Work order >>
Find how many lines in the data below include the word "location", then write only that number.

Available data >>
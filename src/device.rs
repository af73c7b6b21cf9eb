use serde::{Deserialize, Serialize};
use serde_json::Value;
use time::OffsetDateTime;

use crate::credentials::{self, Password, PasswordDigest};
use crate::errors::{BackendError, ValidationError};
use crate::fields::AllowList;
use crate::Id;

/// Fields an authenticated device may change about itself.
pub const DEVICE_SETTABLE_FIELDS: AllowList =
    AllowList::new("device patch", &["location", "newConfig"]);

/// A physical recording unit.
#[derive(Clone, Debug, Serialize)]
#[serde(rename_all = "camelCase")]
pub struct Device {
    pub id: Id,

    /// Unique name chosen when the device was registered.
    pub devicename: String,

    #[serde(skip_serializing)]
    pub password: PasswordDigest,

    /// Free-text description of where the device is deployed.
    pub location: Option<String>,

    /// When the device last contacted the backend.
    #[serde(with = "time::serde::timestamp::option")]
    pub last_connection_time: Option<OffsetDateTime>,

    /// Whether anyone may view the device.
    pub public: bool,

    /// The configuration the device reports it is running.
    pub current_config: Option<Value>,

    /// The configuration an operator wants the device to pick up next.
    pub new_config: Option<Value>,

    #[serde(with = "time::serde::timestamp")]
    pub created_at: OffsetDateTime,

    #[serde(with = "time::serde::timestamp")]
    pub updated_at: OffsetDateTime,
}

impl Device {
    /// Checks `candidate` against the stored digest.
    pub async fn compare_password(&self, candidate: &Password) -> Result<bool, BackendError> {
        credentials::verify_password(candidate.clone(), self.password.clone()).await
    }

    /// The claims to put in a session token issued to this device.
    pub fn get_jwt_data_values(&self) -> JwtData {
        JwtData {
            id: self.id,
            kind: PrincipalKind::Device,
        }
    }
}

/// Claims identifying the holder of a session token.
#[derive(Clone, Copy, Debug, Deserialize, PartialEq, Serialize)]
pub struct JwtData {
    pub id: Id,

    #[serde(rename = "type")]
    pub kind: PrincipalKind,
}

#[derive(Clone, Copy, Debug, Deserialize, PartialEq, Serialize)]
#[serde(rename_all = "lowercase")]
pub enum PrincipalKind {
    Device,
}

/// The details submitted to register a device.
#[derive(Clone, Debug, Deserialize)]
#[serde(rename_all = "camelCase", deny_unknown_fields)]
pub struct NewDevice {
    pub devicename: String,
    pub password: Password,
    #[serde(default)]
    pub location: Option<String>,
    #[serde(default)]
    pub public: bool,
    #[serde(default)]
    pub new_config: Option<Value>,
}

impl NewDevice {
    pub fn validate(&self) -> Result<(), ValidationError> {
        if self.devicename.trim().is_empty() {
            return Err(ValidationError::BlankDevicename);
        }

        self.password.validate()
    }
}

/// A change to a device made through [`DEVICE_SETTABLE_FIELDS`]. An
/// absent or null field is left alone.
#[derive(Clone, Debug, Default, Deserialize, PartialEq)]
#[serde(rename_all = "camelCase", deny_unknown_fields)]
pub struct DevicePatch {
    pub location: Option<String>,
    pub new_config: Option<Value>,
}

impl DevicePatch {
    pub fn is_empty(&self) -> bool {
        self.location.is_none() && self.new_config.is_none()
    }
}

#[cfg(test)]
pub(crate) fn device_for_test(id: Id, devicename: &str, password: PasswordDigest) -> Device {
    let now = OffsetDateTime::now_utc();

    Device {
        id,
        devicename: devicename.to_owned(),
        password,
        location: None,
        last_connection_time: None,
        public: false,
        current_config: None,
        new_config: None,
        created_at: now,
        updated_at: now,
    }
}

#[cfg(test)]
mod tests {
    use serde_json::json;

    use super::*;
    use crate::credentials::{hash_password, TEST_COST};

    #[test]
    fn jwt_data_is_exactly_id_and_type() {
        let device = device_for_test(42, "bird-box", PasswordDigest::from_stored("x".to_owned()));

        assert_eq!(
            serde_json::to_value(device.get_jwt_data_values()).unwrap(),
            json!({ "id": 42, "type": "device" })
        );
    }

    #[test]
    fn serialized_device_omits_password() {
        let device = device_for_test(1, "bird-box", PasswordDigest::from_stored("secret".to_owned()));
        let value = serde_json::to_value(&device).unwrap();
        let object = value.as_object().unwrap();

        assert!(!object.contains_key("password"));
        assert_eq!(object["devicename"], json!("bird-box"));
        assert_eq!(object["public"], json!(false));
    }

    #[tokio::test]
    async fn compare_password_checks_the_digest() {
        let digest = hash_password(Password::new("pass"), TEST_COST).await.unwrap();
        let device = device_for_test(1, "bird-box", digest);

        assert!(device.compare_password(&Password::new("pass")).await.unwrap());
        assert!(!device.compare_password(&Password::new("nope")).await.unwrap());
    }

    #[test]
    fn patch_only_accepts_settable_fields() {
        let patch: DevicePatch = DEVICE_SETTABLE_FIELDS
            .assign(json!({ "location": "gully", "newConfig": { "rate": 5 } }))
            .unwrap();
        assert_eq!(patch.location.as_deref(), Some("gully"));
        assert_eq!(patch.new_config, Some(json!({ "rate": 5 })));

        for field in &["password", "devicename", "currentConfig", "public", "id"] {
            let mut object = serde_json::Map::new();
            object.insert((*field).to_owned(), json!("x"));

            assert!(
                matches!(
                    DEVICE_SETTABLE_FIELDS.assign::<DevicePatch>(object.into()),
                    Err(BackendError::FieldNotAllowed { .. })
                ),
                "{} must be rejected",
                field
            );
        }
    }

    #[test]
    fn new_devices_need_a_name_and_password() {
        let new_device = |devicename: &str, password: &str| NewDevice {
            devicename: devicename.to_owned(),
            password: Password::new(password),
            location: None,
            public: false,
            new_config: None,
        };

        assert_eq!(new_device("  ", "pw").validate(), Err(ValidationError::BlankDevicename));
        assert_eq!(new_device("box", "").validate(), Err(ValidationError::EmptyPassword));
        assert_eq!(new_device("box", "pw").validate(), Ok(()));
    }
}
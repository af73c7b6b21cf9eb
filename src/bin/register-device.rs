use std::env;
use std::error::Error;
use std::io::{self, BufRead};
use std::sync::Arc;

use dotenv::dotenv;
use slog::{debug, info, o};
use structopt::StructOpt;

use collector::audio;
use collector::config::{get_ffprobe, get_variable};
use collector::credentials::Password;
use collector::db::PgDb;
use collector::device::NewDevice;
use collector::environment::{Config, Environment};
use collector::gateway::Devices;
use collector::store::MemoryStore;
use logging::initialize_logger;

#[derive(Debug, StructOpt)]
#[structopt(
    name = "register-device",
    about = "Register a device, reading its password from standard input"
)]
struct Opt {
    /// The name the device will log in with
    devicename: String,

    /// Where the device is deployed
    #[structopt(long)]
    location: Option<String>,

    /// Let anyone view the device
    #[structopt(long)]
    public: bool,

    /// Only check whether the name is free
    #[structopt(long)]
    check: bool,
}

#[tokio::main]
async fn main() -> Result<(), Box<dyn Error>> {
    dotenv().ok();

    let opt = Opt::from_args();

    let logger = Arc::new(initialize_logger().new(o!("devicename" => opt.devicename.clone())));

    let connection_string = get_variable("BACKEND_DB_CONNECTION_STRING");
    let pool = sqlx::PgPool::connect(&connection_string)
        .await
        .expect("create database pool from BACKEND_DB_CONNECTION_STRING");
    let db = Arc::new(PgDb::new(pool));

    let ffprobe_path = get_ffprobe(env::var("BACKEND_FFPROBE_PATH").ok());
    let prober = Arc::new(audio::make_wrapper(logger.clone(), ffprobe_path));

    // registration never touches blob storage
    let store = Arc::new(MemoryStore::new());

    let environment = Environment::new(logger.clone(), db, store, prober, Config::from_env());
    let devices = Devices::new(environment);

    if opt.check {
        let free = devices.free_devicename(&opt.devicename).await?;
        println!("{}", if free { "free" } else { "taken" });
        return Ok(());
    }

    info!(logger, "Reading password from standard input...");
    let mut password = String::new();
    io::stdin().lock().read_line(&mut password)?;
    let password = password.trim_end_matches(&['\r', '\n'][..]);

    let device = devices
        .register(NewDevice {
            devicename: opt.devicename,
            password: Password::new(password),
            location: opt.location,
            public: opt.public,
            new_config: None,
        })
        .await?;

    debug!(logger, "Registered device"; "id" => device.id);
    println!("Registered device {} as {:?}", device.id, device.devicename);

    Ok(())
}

==

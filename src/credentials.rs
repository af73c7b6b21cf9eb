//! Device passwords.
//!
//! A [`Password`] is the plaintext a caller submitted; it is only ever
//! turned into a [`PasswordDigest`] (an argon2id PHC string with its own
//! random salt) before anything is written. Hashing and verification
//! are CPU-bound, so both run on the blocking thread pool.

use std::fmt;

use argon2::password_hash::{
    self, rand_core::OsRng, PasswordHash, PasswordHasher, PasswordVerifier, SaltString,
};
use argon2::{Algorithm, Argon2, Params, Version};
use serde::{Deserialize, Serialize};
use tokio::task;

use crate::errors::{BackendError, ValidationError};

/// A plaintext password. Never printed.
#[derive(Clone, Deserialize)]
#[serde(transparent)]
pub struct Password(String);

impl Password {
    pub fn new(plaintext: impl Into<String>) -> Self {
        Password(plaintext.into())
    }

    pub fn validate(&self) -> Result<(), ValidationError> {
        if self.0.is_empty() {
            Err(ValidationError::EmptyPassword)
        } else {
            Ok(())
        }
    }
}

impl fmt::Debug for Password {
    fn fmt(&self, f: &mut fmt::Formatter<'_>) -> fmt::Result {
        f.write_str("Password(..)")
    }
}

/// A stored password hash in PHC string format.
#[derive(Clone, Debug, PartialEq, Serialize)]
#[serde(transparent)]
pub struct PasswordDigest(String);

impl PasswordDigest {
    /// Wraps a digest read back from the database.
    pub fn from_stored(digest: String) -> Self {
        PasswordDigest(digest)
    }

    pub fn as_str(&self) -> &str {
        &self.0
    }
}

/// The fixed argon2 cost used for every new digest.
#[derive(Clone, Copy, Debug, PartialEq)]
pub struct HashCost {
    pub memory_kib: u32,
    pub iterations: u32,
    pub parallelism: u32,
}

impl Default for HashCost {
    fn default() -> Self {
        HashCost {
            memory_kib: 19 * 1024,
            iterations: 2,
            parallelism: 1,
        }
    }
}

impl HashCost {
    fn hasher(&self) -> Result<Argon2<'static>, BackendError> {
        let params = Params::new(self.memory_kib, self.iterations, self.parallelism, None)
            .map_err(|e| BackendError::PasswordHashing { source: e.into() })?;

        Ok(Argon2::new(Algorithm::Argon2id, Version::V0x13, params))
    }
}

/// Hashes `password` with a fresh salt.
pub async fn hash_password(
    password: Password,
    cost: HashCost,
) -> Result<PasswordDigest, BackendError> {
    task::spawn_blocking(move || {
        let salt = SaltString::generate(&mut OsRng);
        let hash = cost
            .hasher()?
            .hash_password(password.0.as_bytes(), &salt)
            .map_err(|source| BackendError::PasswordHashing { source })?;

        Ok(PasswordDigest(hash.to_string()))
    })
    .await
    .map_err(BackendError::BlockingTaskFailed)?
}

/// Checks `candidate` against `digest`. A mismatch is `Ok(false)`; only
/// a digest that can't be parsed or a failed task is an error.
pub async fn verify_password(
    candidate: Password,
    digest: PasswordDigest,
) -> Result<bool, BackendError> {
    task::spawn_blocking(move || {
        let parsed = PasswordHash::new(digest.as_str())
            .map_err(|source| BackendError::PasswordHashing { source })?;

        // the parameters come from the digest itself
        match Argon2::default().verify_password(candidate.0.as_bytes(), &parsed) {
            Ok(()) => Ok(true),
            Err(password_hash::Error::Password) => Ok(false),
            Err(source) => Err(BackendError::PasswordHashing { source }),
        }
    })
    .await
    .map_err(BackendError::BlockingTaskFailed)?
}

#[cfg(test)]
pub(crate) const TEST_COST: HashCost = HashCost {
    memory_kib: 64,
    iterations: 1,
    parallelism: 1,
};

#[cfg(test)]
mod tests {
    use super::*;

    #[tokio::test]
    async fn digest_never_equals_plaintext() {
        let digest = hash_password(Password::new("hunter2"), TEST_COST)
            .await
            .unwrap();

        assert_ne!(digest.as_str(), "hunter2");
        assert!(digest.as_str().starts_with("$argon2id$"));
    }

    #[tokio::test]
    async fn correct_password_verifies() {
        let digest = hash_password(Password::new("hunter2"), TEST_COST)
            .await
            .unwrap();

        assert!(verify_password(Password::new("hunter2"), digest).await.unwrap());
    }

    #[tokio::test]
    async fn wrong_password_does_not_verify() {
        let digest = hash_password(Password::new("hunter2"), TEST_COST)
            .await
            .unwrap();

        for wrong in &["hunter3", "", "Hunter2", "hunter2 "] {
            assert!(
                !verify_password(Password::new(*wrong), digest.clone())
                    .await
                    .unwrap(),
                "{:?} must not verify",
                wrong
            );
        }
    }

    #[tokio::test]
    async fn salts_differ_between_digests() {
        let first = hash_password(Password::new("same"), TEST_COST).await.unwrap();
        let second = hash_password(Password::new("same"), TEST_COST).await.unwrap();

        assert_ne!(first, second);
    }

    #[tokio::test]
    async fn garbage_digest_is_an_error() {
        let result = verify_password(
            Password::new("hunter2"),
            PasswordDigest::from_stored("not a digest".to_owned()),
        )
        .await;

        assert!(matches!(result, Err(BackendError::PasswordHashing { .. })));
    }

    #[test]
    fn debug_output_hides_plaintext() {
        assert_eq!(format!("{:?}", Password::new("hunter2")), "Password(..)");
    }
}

Solved exercise >>
11